10.12701/yujm.1998.15.1.36
- Author:
Joon Hyuk CHOI
1
;
Mi Jin GU
;
Hong Jin KIM
Author Information
1. Department of Pathology, College of Medicine, Yeungnam University, Taegu, Korea.
- Publication Type:Original Article
- Keywords:
Solid and papillary epithelial neoplasm of pancreas;
Immunohistochemistry;
Ultrastructure
- MeSH:
Estrogens;
Female;
Head;
Humans;
Immunohistochemistry;
Keratins;
Mitochondria;
Neoplasms, Glandular and Epithelial;
Pancreas*;
Receptors, Progesterone;
Stem Cells;
Synaptophysin;
Vimentin
- From:Yeungnam University Journal of Medicine
1998;15(1):36-46
- CountryRepublic of Korea
- Language:Korean
-
Abstract:
Solid and papillary epithelial neoplasm of pancreas is a rare tumor, usually affecting young women, and its histogenesis is still controversial. This study was performed to define the clinicopathologic features and cellular origin of this tumor. Eight female cases of solid and papillary epithelial neoplasm of pancreas were studied by analyzing the clinicopathologic findings and immunohistochemical and electron-microscopic findings. The age of eight cases ranged from 21 to 54 years (mean, 34 years).
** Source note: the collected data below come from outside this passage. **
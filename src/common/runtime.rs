use std::sync::atomic::{AtomicBool, Ordering};
use std::sync::Arc;

/// Cooperative cancellation flag, polled between file operations.
/// Cancellation is advisory: an in-flight overwrite pass finishes
/// before the flag is observed.
#[derive(Debug, Clone, Default)]
pub struct CancelToken {
    flag: Arc<AtomicBool>,
}

impl CancelToken {
    pub fn new() -> Self {
        Self::default()
    }

    /// Request cancellation of the current operation
    pub fn cancel(&self) {
        self.flag.store(true, Ordering::Relaxed);
    }

    /// Poll the flag
    pub fn is_cancelled(&self) -> bool {
        self.flag.load(Ordering::Relaxed)
    }

    /// Reset for reuse across operations
    pub fn reset(&self) {
        self.flag.store(false, Ordering::Relaxed);
    }
}

/// Ensures only one analyze or clean pass runs at a time.
/// Acquiring while held fails; the caller treats that as a no-op.
#[derive(Debug, Default)]
pub struct OpGate {
    running: Arc<AtomicBool>,
}

impl OpGate {
    pub fn new() -> Self {
        Self::default()
    }

    /// Try to start an operation. Returns `None` if one is already running.
    pub fn try_acquire(&self) -> Option<OpGuard> {
        if self
            .running
            .compare_exchange(false, true, Ordering::AcqRel, Ordering::Acquire)
            .is_ok()
        {
            Some(OpGuard {
                running: Arc::clone(&self.running),
            })
        } else {
            None
        }
    }

    pub fn is_running(&self) -> bool {
        self.running.load(Ordering::Acquire)
    }
}

/// Releases the gate on drop
#[derive(Debug)]
pub struct OpGuard {
    running: Arc<AtomicBool>,
}

impl Drop for OpGuard {
    fn drop(&mut self) {
        self.running.store(false, Ordering::Release);
    }
}
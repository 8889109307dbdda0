//! Protocol Messages
//!
//! Wire format for client-server communication over WebSocket.
//! All messages are serialized as JSON for debugging ease,
//! with optional binary (bincode) for flat payloads.

use chrono::{DateTime, Utc};
use serde::{Deserialize, Serialize};

use crate::game::combat::AttackError;
use crate::game::components::{AttackStyle, EntityId, Skill};
use crate::game::validate::ValidationError;

// =============================================================================
// CLIENT -> SERVER MESSAGES
// =============================================================================

/// Commands sent from client to server.
#[derive(Debug, Clone, Serialize, Deserialize)]
#[serde(tag = "type", rename_all = "snake_case")]
pub enum ClientCommand {
    /// Join the zone under a display name.
    Join {
        /// Display name.
        name: String,
    },

    /// Request movement toward a position.
    Move {
        /// Target X in tiles.
        x: f32,
        /// Target Y in tiles.
        y: f32,
        /// Run instead of walk.
        run: bool,
    },

    /// Stop moving and drop any attack target.
    Stop,

    /// Attack an entity.
    Attack {
        /// Target entity.
        target: EntityId,
    },

    /// Switch attack style.
    SetStyle {
        /// New style.
        style: AttackStyle,
    },

    /// Activate exactly the given prayers, replacing the current set.
    SetPrayers {
        /// Prayer ids to activate.
        prayers: Vec<u32>,
    },

    /// Zone-wide chat.
    Chat {
        /// Message text.
        text: String,
    },

    /// Ping for latency measurement.
    Ping {
        /// Client timestamp, echoed back.
        timestamp: u64,
    },

    /// Leave the zone.
    Leave,
}

// =============================================================================
// SERVER -> CLIENT MESSAGES
// =============================================================================

/// Events sent from server to client.
#[derive(Debug, Clone, Serialize, Deserialize)]
#[serde(tag = "type", rename_all = "snake_case")]
pub enum ServerEvent {
    /// Join accepted.
    Joined {
        /// The entity assigned to this client.
        entity: EntityId,
        /// Current server tick.
        tick: u64,
        /// Simulation tick rate.
        tick_rate: u32,
        /// World width in tiles.
        world_width: f32,
        /// World height in tiles.
        world_height: f32,
    },

    /// Move accepted.
    MoveAck {
        /// Accepted target X.
        x: f32,
        /// Accepted target Y.
        y: f32,
        /// Estimated travel time in milliseconds.
        estimated_duration_ms: u64,
    },

    /// Command rejected.
    Error {
        /// Machine-readable code.
        code: ErrorCode,
        /// Human-readable message.
        message: String,
    },

    /// World state synchronization (full snapshot or delta).
    StateSync(StateSync),

    /// An attack landed (or missed).
    CombatResult {
        /// Attacking entity.
        attacker: EntityId,
        /// Defending entity.
        defender: EntityId,
        /// Damage dealt.
        damage: u32,
        /// Whether the accuracy roll succeeded.
        hit: bool,
        /// Max hit the damage was rolled under.
        max_hit: u32,
        /// Hit probability the accuracy roll was drawn against.
        accuracy: f64,
        /// Defender's health after the hit.
        defender_health: u32,
        /// Tick the hit landed.
        tick: u64,
        /// Wall-clock time the event was relayed.
        timestamp: DateTime<Utc>,
    },

    /// Experience gained.
    XpGained {
        /// Receiving entity.
        entity: EntityId,
        /// Skill credited.
        skill: Skill,
        /// Amount granted.
        amount: u64,
        /// New total in the skill.
        total: u64,
        /// New level, when the grant leveled the skill.
        new_level: Option<u32>,
    },

    /// An entity died.
    Died {
        /// The entity that died.
        entity: EntityId,
        /// Killing entity, if any.
        killer: Option<EntityId>,
        /// Tick of death.
        tick: u64,
    },

    /// An entity respawned.
    Respawned {
        /// The entity that respawned.
        entity: EntityId,
        /// Respawn X.
        x: f32,
        /// Respawn Y.
        y: f32,
        /// Tick of respawn.
        tick: u64,
    },

    /// Another player joined the zone.
    PlayerJoined {
        /// The joining player's entity.
        entity: EntityId,
        /// Display name.
        name: String,
        /// Spawn X.
        x: f32,
        /// Spawn Y.
        y: f32,
        /// Composite combat level.
        combat_level: u32,
    },

    /// A player left the zone.
    PlayerLeft {
        /// The departing player's entity.
        entity: EntityId,
    },

    /// Zone-wide chat relay.
    Chat {
        /// Sender display name.
        from: String,
        /// Message text.
        text: String,
    },

    /// Pong response.
    Pong {
        /// Echoed client timestamp.
        timestamp: u64,
        /// Server wall-clock milliseconds.
        server_time: u64,
    },

    /// Server is shutting down.
    Shutdown {
        /// Reason string.
        reason: String,
    },
}

/// World state snapshot or delta.
#[derive(Debug, Clone, Serialize, Deserialize)]
pub struct StateSync {
    /// Server tick of the sync.
    pub tick: u64,
    /// True for a full snapshot, false for a delta of changed entities.
    pub full: bool,
    /// Entity states (all entities when full, changed ones otherwise).
    pub entities: Vec<EntityView>,
    /// Entities removed since the last sync.
    #[serde(skip_serializing_if = "Vec::is_empty", default)]
    pub removed: Vec<EntityId>,
}

/// One entity's client-visible state.
#[derive(Debug, Clone, PartialEq, Serialize, Deserialize)]
pub struct EntityView {
    /// Entity identifier.
    pub id: EntityId,
    /// Display name.
    pub name: String,
    /// Position X in tiles.
    pub x: f32,
    /// Position Y in tiles.
    pub y: f32,
    /// Current health.
    pub health: u32,
    /// Maximum health.
    pub max_health: u32,
    /// Composite combat level.
    pub combat_level: u32,
    /// Whether the entity is seeking a movement target.
    pub moving: bool,
}

/// Machine-readable rejection codes.
#[derive(Debug, Clone, Copy, PartialEq, Eq, Serialize, Deserialize)]
#[serde(rename_all = "SCREAMING_SNAKE_CASE")]
pub enum ErrorCode {
    /// Target position outside the zone.
    OutOfBounds,
    /// Move exceeds the per-request distance cap.
    DistanceTooFar,
    /// Too many commands in the rate window.
    RateLimit,
    /// Attack target missing, dead, or unreachable.
    InvalidTarget,
    /// Attack cooldown has not elapsed.
    OnCooldown,
    /// No matching ammunition.
    NoAmmunition,
    /// Missing runes for the selected spell.
    InsufficientRunes,
    /// Level requirement not met.
    InsufficientLevel,
    /// Command sent before joining.
    NotJoined,
    /// Malformed message.
    InvalidInput,
    /// Internal server error.
    InternalError,
}

impl From<ValidationError> for ErrorCode {
    fn from(err: ValidationError) -> Self {
        match err {
            ValidationError::OutOfBounds => ErrorCode::OutOfBounds,
            ValidationError::DistanceTooFar => ErrorCode::DistanceTooFar,
            ValidationError::RateLimit => ErrorCode::RateLimit,
        }
    }
}

impl From<AttackError> for ErrorCode {
    fn from(err: AttackError) -> Self {
        match err {
            // Out-of-range reads as an unreachable target on the wire
            AttackError::InvalidTarget | AttackError::OutOfRange => ErrorCode::InvalidTarget,
            AttackError::OnCooldown => ErrorCode::OnCooldown,
            AttackError::NoAmmunition => ErrorCode::NoAmmunition,
            AttackError::InsufficientRunes => ErrorCode::InsufficientRunes,
            AttackError::InsufficientLevel => ErrorCode::InsufficientLevel,
        }
    }
}

impl ServerEvent {
    /// Build an error event from any convertible rejection.
    pub fn error(code: ErrorCode, message: impl Into<String>) -> Self {
        ServerEvent::Error {
            code,
            message: message.into(),
        }
    }
}

// =============================================================================
// SERIALIZATION HELPERS
// =============================================================================

impl ClientCommand {
    /// Serialize to JSON string.
    pub fn to_json(&self) -> Result<String, serde_json::Error> {
        serde_json::to_string(self)
    }

    /// Deserialize from JSON string.
    pub fn from_json(s: &str) -> Result<Self, serde_json::Error> {
        serde_json::from_str(s)
    }
}

impl ServerEvent {
    /// Serialize to JSON string.
    pub fn to_json(&self) -> Result<String, serde_json::Error> {
        serde_json::to_string(self)
    }

    /// Deserialize from JSON string.
    pub fn from_json(s: &str) -> Result<Self, serde_json::Error> {
        serde_json::from_str(s)
    }
}

impl StateSync {
    /// Serialize to binary.
    pub fn to_bytes(&self) -> Result<Vec<u8>, bincode::Error> {
        bincode::serialize(self)
    }

    /// Deserialize from binary.
    pub fn from_bytes(data: &[u8]) -> Result<Self, bincode::Error> {
        bincode::deserialize(data)
    }
}

#[cfg(test)]
mod tests {
    use super::*;

    #[test]
    fn test_client_command_json_roundtrip() {
        let msg = ClientCommand::Move {
            x: 12.5,
            y: 40.0,
            run: true,
        };

        let json = msg.to_json().unwrap();
        assert!(json.contains("\"type\":\"move\""));

        let parsed = ClientCommand::from_json(&json).unwrap();
        if let ClientCommand::Move { x, y, run } = parsed {
            assert_eq!(x, 12.5);
            assert_eq!(y, 40.0);
            assert!(run);
        } else {
            panic!("wrong command type");
        }
    }

    #[test]
    fn test_join_and_attack_parse() {
        let join = ClientCommand::from_json(r#"{"type":"join","name":"zezima"}"#).unwrap();
        assert!(matches!(join, ClientCommand::Join { ref name } if name == "zezima"));

        let attack = ClientCommand::from_json(r#"{"type":"attack","target":7}"#).unwrap();
        assert!(matches!(attack, ClientCommand::Attack { target } if target == EntityId(7)));

        let prayers =
            ClientCommand::from_json(r#"{"type":"set_prayers","prayers":[2,12]}"#).unwrap();
        assert!(matches!(prayers, ClientCommand::SetPrayers { ref prayers } if prayers == &[2, 12]));
    }

    #[test]
    fn test_presence_event_tags() {
        let joined = ServerEvent::PlayerJoined {
            entity: EntityId(4),
            name: "ada".to_string(),
            x: 50.0,
            y: 50.0,
            combat_level: 3,
        };
        assert!(joined.to_json().unwrap().contains("\"type\":\"player_joined\""));

        let left = ServerEvent::PlayerLeft { entity: EntityId(4) };
        assert!(left.to_json().unwrap().contains("\"type\":\"player_left\""));
    }

    #[test]
    fn test_error_code_wire_strings() {
        let cases = [
            (ErrorCode::OutOfBounds, "OUT_OF_BOUNDS"),
            (ErrorCode::DistanceTooFar, "DISTANCE_TOO_FAR"),
            (ErrorCode::RateLimit, "RATE_LIMIT"),
            (ErrorCode::InvalidTarget, "INVALID_TARGET"),
            (ErrorCode::OnCooldown, "ON_COOLDOWN"),
            (ErrorCode::NoAmmunition, "NO_AMMUNITION"),
            (ErrorCode::InsufficientRunes, "INSUFFICIENT_RUNES"),
            (ErrorCode::InsufficientLevel, "INSUFFICIENT_LEVEL"),
        ];

        for (code, expected) in cases {
            let json = serde_json::to_string(&code).unwrap();
            assert_eq!(json, format!("\"{expected}\""));
        }
    }

    #[test]
    fn test_attack_error_mapping() {
        assert_eq!(
            ErrorCode::from(AttackError::OutOfRange),
            ErrorCode::InvalidTarget
        );
        assert_eq!(
            ErrorCode::from(AttackError::OnCooldown),
            ErrorCode::OnCooldown
        );
        assert_eq!(
            ErrorCode::from(ValidationError::DistanceTooFar),
            ErrorCode::DistanceTooFar
        );
    }

    #[test]
    fn test_server_event_json_roundtrip() {
        let msg = ServerEvent::XpGained {
            entity: EntityId(3),
            skill: Skill::Strength,
            amount: 48,
            total: 1210,
            new_level: Some(10),
        };

        let json = msg.to_json().unwrap();
        assert!(json.contains("\"type\":\"xp_gained\""));
        assert!(json.contains("\"skill\":\"strength\""));

        let parsed = ServerEvent::from_json(&json).unwrap();
        if let ServerEvent::XpGained { total, new_level, .. } = parsed {
            assert_eq!(total, 1210);
            assert_eq!(new_level, Some(10));
        } else {
            panic!("wrong event type");
        }
    }

    #[test]
    fn test_state_sync_binary_roundtrip() {
        let sync = StateSync {
            tick: 120,
            full: false,
            entities: vec![EntityView {
                id: EntityId(1),
                name: "goblin".to_string(),
                x: 10.0,
                y: 12.0,
                health: 5,
                max_health: 10,
                combat_level: 3,
                moving: true,
            }],
            removed: vec![EntityId(9)],
        };

        let bytes = sync.to_bytes().unwrap();
        let parsed = StateSync::from_bytes(&bytes).unwrap();
        assert_eq!(parsed.tick, 120);
        assert_eq!(parsed.entities, sync.entities);
        assert_eq!(parsed.removed, vec![EntityId(9)]);
    }

    #[test]
    fn test_delta_sync_omits_empty_removed() {
        let sync = StateSync {
            tick: 6,
            full: true,
            entities: Vec::new(),
            removed: Vec::new(),
        };
        let json = serde_json::to_string(&ServerEvent::StateSync(sync)).unwrap();
        assert!(!json.contains("removed"));
    }
}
The tumors developed in the tail (4 cases), body-tail (2 cases), body (1 case) and head (1 case). The mean diameter of tumors was 9.3 cm (range, 5.5 to 13 cm). Tumors showed solid, cystic and hemorrhagic areas. Histologically, the tumor cells were uniformly round or polygonal in shape, and formed solid sheets and papillary pattern. On the immunohistochemical stain, 8 cases (100%) were immunoreactive for alpha1-antitrypsin, 7 cases (87.5%) for cytokeratin, 7 cases (87.5%) for progesterone receptor, 6 cases (75%) for vimentin, and 1 case (12.5%) for synaptophysin, respectively. None of them were immunoreactive for estrogen receptor. Electron microscopic examination showed many mitochondria, annulate lamellae and canaliculi-like gap. These findings suggest that solid and papillary epithelial tumor of pancreas possibly originates from totipotential stem cells.